ミスの多い人がわかっていない集中力の本質 散漫になりがちな注意力も上げられる
よって校正をするときはあえて内容を追わず、文脈を気にせず、ただ目の前の文字に注意を向けるようにしました。もちろん内容的なチェックも必要ですが、一度にすべてやるのではなく、注意を向けるところを変えたのです。
たとえば、「漢字の誤植を探すモード」「数字の間違いを探すモード」「図版の間違いを探すモード」「文章の流れを正すモード」と、毎回メガネを変えていく感覚です。
注意の矛先で見えるものが変わってくることを実感した体験となりました。
「すぐやる」が注意力を節約する
最近、『結局、「すぐやる人」がすべてを手に入れる』(藤由達藏著/青春出版社)といった本が20万部を超えるベストセラーになって話題になりましたが、この「すぐやる」も注意のムダ遣いを減らし、注意力をフルに活用するための1つの手段です。
人は中途半端な状態のものほど意識に残ると言われています。これを「ザイガルニック効果」と呼びます。
たとえば連続テレビドラマで、山場の途中で話が終わると、続きが気になってしょうがなくなるあの現象のことです。
このようにザイガルニック効果は何かを記憶に残したい場合には積極的に使いたいものですが、おわかりのように「気になる」状態とは注意力を奪っている状態のことでもあります。

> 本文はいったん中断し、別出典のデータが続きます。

impl TextDrawer {
    pub fn new(backend: Box<dyn RasterBackend>, config: TextConfig) -> Self {
        Self {
            backend,
            config,
            registry: FontHandleRegistry::new(),
            cache: FrameCache::new(),
            size_cache: FrameCache::new(),
            current_font: None,
            font_hash: 0,
            frame_count: 0,
            font_scale_x: 1.0,
            font_scale_y: 1.0,
            dpi_scale: 1.0,
            display_dpi_scale: 1.0,
            ignore_global_dpi: false,
        }
    }

    /// Drawer over the platform backend chosen by [`create_backend`]
    pub fn with_config(config: TextConfig) -> Self {
        let backend = create_backend(&config);
        Self::new(backend, config)
    }

    pub fn config(&self) -> &TextConfig {
        &self.config
    }

    /// False while the backend is still loading fonts
    pub fn is_ready(&self) -> bool {
        self.backend.is_ready()
    }

    // ========== Fonts ==========

    /// Resolve a font and make it current.
    ///
    /// The returned handle can be passed to [`set_font_handle`](Self::set_font_handle)
    /// later. On failure the current font is unchanged.
    pub fn set_font(&mut self, name: &str, size: u32, flags: FontFlags) -> Result<FontHandle> {
        let key = FontKey::new(name, size, flags);
        let handle = self
            .registry
            .resolve(key, self.dpi_scale, self.backend.as_mut())?;
        self.select(handle);
        Ok(handle)
    }

    /// [`set_font`](Self::set_font), falling back to the configured default
    /// font when the request cannot be satisfied
    pub fn set_font_or_default(
        &mut self,
        name: &str,
        size: u32,
        flags: FontFlags,
    ) -> Option<FontHandle> {
        if let Ok(handle) = self.set_font(name, size, flags) {
            return Some(handle);
        }

        let default_font = self.config.default_font.clone();
        let default_size = self.config.default_font_size;
        self.set_font(&default_font, size, flags)
            .or_else(|_| self.set_font(&default_font, default_size, FontFlags::empty()))
            .ok()
    }

    /// Reselect a previously resolved font. Returns false for handles this
    /// drawer never issued.
    pub fn set_font_handle(&mut self, handle: FontHandle) -> bool {
        if self.registry.get(handle).is_none() {
            tracing::warn!("Unknown font handle {}", handle.get());
            return false;
        }
        self.select(handle);
        true
    }

    fn select(&mut self, handle: FontHandle) {
        if let Some(font) = self.registry.get(handle) {
            self.font_hash = font.hash;
            self.current_font = Some(handle);
        }
    }

    pub fn current_font(&self) -> Option<FontHandle> {
        self.current_font
    }

    pub fn font_hash(&self) -> u32 {
        self.font_hash
    }

    fn current_face(&self) -> Option<FaceId> {
        self.current_font
            .and_then(|handle| self.registry.get(handle))
            .and_then(|font| font.face)
    }

    // ========== Scale ==========

    pub fn set_font_scale(&mut self, x: f32, y: f32) {
        self.font_scale_x = x;
        self.font_scale_y = y;
    }

    /// Display DPI scale reported by the embedder. Takes effect on the next
    /// [`once_per_frame`](Self::once_per_frame).
    pub fn set_display_dpi_scale(&mut self, scale: f32) {
        self.display_dpi_scale = scale;
    }

    /// Pin the DPI scale, ignoring the display value from now on.
    ///
    /// Cached strings keep the dimensions they were rasterized with; call
    /// this before drawing or follow it with [`clear_cache`](Self::clear_cache).
    pub fn set_forced_dpi_scale(&mut self, dpi: f32) {
        self.ignore_global_dpi = true;
        if dpi != self.dpi_scale {
            self.dpi_scale = dpi;
            self.reload_fonts();
        }
    }

    /// DPI scale text should be rasterized for. Never above 1.0 unless forced.
    pub fn calculate_dpi_scale(&self) -> f32 {
        if self.ignore_global_dpi {
            return self.dpi_scale;
        }
        self.display_dpi_scale.min(1.0)
    }

    pub fn dpi_scale(&self) -> f32 {
        self.dpi_scale
    }

    fn reload_fonts(&mut self) {
        self.backend.clear_fonts();
        self.registry.reload(self.dpi_scale, self.backend.as_mut());
    }

    // ========== Measurement ==========

    /// Size of a single string in the current font, scaled
    pub fn measure_string(&mut self, text: &str) -> (f32, f32) {
        let key = CacheKey::measure(self.font_hash, text);
        let frame = self.frame_count;

        let (width, height) = if let Some(entry) = self.size_cache.get_mut(&key) {
            entry.last_used_frame = frame;
            (entry.width, entry.height)
        } else {
            let Some(face) = self.current_face() else {
                return (0.0, 0.0);
            };
            let metrics = self.backend.measure(face, text);
            self.size_cache.insert(
                key,
                MeasureEntry {
                    width: metrics.width,
                    height: metrics.height,
                    leading: metrics.leading,
                    last_used_frame: frame,
                },
            );
            (metrics.width, metrics.height)
        };

        (
            width * self.font_scale_x * self.dpi_scale,
            height * self.font_scale_y * self.dpi_scale,
        )
    }

    /// Size of possibly multi-line text laid out inside `bounds`.
    ///
    /// Wraps to `bounds.width` first when `align` asks for it. Width is the
    /// widest line, height the sum of line heights.
    pub fn measure_string_rect(&mut self, text: &str, bounds: Rect, align: Align) -> (f32, f32) {
        let to_measure = self.wrap_for(text, bounds, align);

        let mut width = 0.0f32;
        let mut height = 0.0f32;
        for line in to_measure.split('\n') {
            let (w, h) = self.measure_string(line);
            width = width.max(w);
            height += h;
        }
        (width, height)
    }

    // ========== Wrapping ==========

    /// Insert line breaks so `text` fits `max_width` (scaled units)
    pub fn wrap_string(&mut self, text: &str, max_width: f32, flags: Align) -> String {
        TextDrawerWordWrapper::new(self).wrap(text, max_width, flags)
    }

    fn wrap_for(&mut self, text: &str, bounds: Rect, align: Align) -> String {
        if align.wants_wrap() {
            self.wrap_string(text, bounds.width, align.wrap_flags())
        } else {
            text.to_owned()
        }
    }

    // ========== Drawing ==========

    /// Draw a string with its alignment anchor at `pos`.
    ///
    /// Rasterizes and uploads on first use; later calls reuse the texture.
    /// Failures draw nothing.
    pub fn draw_string(
        &mut self,
        draw: &mut dyn DrawContext,
        target: &mut DrawBuffer,
        text: &str,
        pos: Point,
        color: Color,
        align: Align,
    ) {
        if text.is_empty() {
            return;
        }

        let full_color = self.backend.supports_color_emoji() && contains_emoji(text);
        let key = CacheKey::new(self.font_hash, text, full_color);
        let frame = self.frame_count;

        // Geometry queued so far belongs to whatever texture is bound now
        target.flush(draw);

        let entry = if let Some(entry) = self.cache.get_mut(&key) {
            entry.last_used_frame = frame;
            entry.clone()
        } else {
            let Some(entry) = self.create_entry(draw, text, align, full_color) else {
                return;
            };
            tracing::debug!(
                "Cached string {:?} ({}x{} {:?})",
                text,
                entry.bm_width,
                entry.bm_height,
                entry.format
            );
            self.cache.insert(key, entry.clone());
            entry
        };

        let Some(texture) = entry.texture else {
            return;
        };

        draw.bind_texture(0, texture);
        let w = entry.bm_width as f32 * self.font_scale_x * self.dpi_scale;
        let h = entry.bm_height as f32 * self.font_scale_y * self.dpi_scale;
        let (x, y) = DrawBuffer::do_align(align, pos.x, pos.y, w, h);
        target.draw_tex_rect(Rect::new(x, y, w, h), [0.0, 0.0, 1.0, 1.0], color);
        target.flush(draw);
    }

    /// Draw a string aligned inside `bounds`, wrapping to its width when
    /// `align` asks for it
    pub fn draw_string_rect(
        &mut self,
        draw: &mut dyn DrawContext,
        target: &mut DrawBuffer,
        text: &str,
        bounds: Rect,
        color: Color,
        align: Align,
    ) {
        let center = bounds.center();
        let x = if align.contains(Align::HCENTER) {
            center.x
        } else if align.contains(Align::RIGHT) {
            bounds.x2()
        } else {
            bounds.x
        };
        let y = if align.contains(Align::VCENTER) {
            center.y
        } else if align.contains(Align::BOTTOM) {
            bounds.y2()
        } else {
            bounds.y
        };

        let to_draw = self.wrap_for(text, bounds, align);
        self.draw_string(draw, target, &to_draw, Point::new(x, y), color, align);
    }

    /// Rasterize a string to CPU memory without touching the GPU.
    ///
    /// Returns `None` when there is nothing to draw or the backend failed.
    pub fn draw_string_bitmap(
        &mut self,
        text: &str,
        align: Align,
        full_color: bool,
        format: DataFormat,
    ) -> Option<TextBitmap> {
        let bitmap = self.rasterize(text, align, full_color)?;
        Some(TextBitmap {
            width: bitmap.width,
            height: bitmap.height,
            bm_width: bitmap.bm_width,
            bm_height: bitmap.bm_height,
            format,
            data: convert_coverage(&bitmap.coverage, format),
        })
    }

    /// [`draw_string_bitmap`](Self::draw_string_bitmap), wrapping to
    /// `bounds.width` first when `align` asks for it
    pub fn draw_string_bitmap_rect(
        &mut self,
        text: &str,
        bounds: Rect,
        align: Align,
        full_color: bool,
        format: DataFormat,
    ) -> Option<TextBitmap> {
        let to_draw = self.wrap_for(text, bounds, align);
        self.draw_string_bitmap(&to_draw, align, full_color, format)
    }

    /// Rasterize with the current font. `None` for empty or unusable output.
    fn rasterize(&mut self, text: &str, align: Align, full_color: bool) -> Option<RasterBitmap> {
        let face = self.current_face()?;
        let bitmap = match self.backend.rasterize(face, text, align, full_color) {
            Ok(bitmap) => bitmap,
            Err(e) => {
                tracing::warn!("Failed to rasterize {:?}: {}", text, e);
                return None;
            }
        };

        if bitmap.is_empty() {
            return None;
        }
        if !bitmap.is_well_formed() {
            tracing::warn!(
                "Backend returned a malformed {}x{} bitmap for {:?}",
                bitmap.bm_width,
                bitmap.bm_height,
                text
            );
            return None;
        }
        Some(bitmap)
    }

    /// Build the cache entry for a miss. `None` means the upload failed and
    /// nothing should be cached.
    fn create_entry(
        &mut self,
        draw: &mut dyn DrawContext,
        text: &str,
        align: Align,
        full_color: bool,
    ) -> Option<StringEntry> {
        let format = select_format(draw, full_color);
        let frame = self.frame_count;

        let Some(bitmap) = self.rasterize(text, align, full_color) else {
            // Remember the failure so it isn't retried every frame
            return Some(StringEntry {
                texture: None,
                width: 0,
                height: 0,
                bm_width: 0,
                bm_height: 0,
                format,
                last_used_frame: frame,
            });
        };

        let data = convert_coverage(&bitmap.coverage, format);
        let desc = TextureDesc {
            width: bitmap.bm_width,
            height: bitmap.bm_height,
            format,
            data: &data,
            tag: TEXTURE_TAG,
        };
        let Some(texture) = draw.create_texture(&desc) else {
            tracing::warn!(
                "Failed to create {}x{} {:?} texture for {:?}",
                bitmap.bm_width,
                bitmap.bm_height,
                format,
                text
            );
            return None;
        };

        Some(StringEntry {
            texture: Some(texture),
            width: bitmap.width,
            height: bitmap.height,
            bm_width: bitmap.bm_width,
            bm_height: bitmap.bm_height,
            format,
            last_used_frame: frame,
        })
    }

    // ========== Housekeeping ==========

    /// Advance the frame counter, react to DPI changes and evict idle
    /// strings. Call once per frame, after the last draw of the frame.
    pub fn once_per_frame(&mut self, draw: &mut dyn DrawContext) {
        self.frame_count = self.frame_count.wrapping_add(1);

        let dpi_scale = self.calculate_dpi_scale();
        if dpi_scale != self.dpi_scale {
            tracing::debug!("DPI scale changed {} -> {}, dropping text caches", self.dpi_scale, dpi_scale);
            self.dpi_scale = dpi_scale;
            self.clear_cache(draw);
            self.reload_fonts();
        }

        if self.frame_count % self.config.sweep_interval.max(1) == 0 {
            self.sweep(draw);
        }
    }

    fn sweep(&mut self, draw: &mut dyn DrawContext) {
        let frame = self.frame_count;
        let max_age = self.config.eviction_age;

        let strings = self.cache.evict_stale(frame, max_age, |key, entry| {
            if let Some(texture) = entry.texture.take() {
                draw.release_texture(texture);
            }
            tracing::trace!("Evicted string {:?}", key.text);
        });
        let measures = self.size_cache.evict_stale(frame, max_age, |_, _| {});

        if strings + measures > 0 {
            tracing::debug!(
                "Frame {}: evicted {} strings and {} measurements",
                frame,
                strings,
                measures
            );
        }
    }

    /// Release every string texture and forget every measurement
    pub fn clear_cache(&mut self, draw: &mut dyn DrawContext) {
        self.cache.clear_with(|entry| {
            if let Some(texture) = entry.texture.take() {
                draw.release_texture(texture);
            }
        });
        self.size_cache.clear_with(|_| {});
    }

    // ========== Introspection ==========

    pub fn frame_count(&self) -> u32 {
        self.frame_count
    }

    /// Number of cached rasterized strings
    pub fn get_string_cache_size(&self) -> usize {
        self.cache.len()
    }

    /// Number of cached measurements
    pub fn get_measure_cache_size(&self) -> usize {
        self.size_cache.len()
    }

    /// Bytes held by the backing bitmaps of all cached strings
    pub fn get_cache_data_size(&self) -> usize {
        self.cache.values().map(StringEntry::data_size).sum()
    }

    /// Cached entry for `text` in the current font, if any
    pub fn cached_string(&self, text: &str, full_color: bool) -> Option<&StringEntry> {
        self.cache.get(&CacheKey::new(self.font_hash, text, full_color))
    }
}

よってアテンションミスを減らすという目的であれば、中途半端な状態はできるだけなくすことが大事です。
もちろんドラマは視聴者がコントロールできるものではありませんが、仕事であれば自己裁量が効くはずです。たとえばその日にやると決めた仕事は多少残業をしても終わらせる。そのほうが達成感もあいまって脳はストレスフリーならぬ、アテンションフリーになり、ビールの味もおいしく感じることでしょうし、心配事がなければ睡眠もしっかり取れ、翌日の仕事がまたはかどるはずです。
また、終わらせることの重要性は目の前の仕事の話にとどまりません。
たとえば上司に謝らないといけない隠し事があったり、ずっと読みたいと思っている本があったり、いつかは会って話をしてみたい経営者がいたり、人は何かしらの未完了事項を抱えているものです。
そういったものは知らず知らずのうちにあなたの注意を奪っている可能性があります。ですので、1年に1回でも半年に1回でもいいので、あなたが気になっていることややり残していることなどがあれば「未完了リスト」として紙に書き出し、完了予定日を設定して、片っ端から片づけてみてはどうでしょうか。いわば人生のTO DOリストです。
もちろん、すべて完了できるとは限りませんし、検討した結果、リストに載せないという判断を下す場面もあるでしょう。それはそれでいいのです。なんらかの決着をつけ、気になることを1つでも減らすことができれば、それは必ずアテンションミスを減らしてくれます。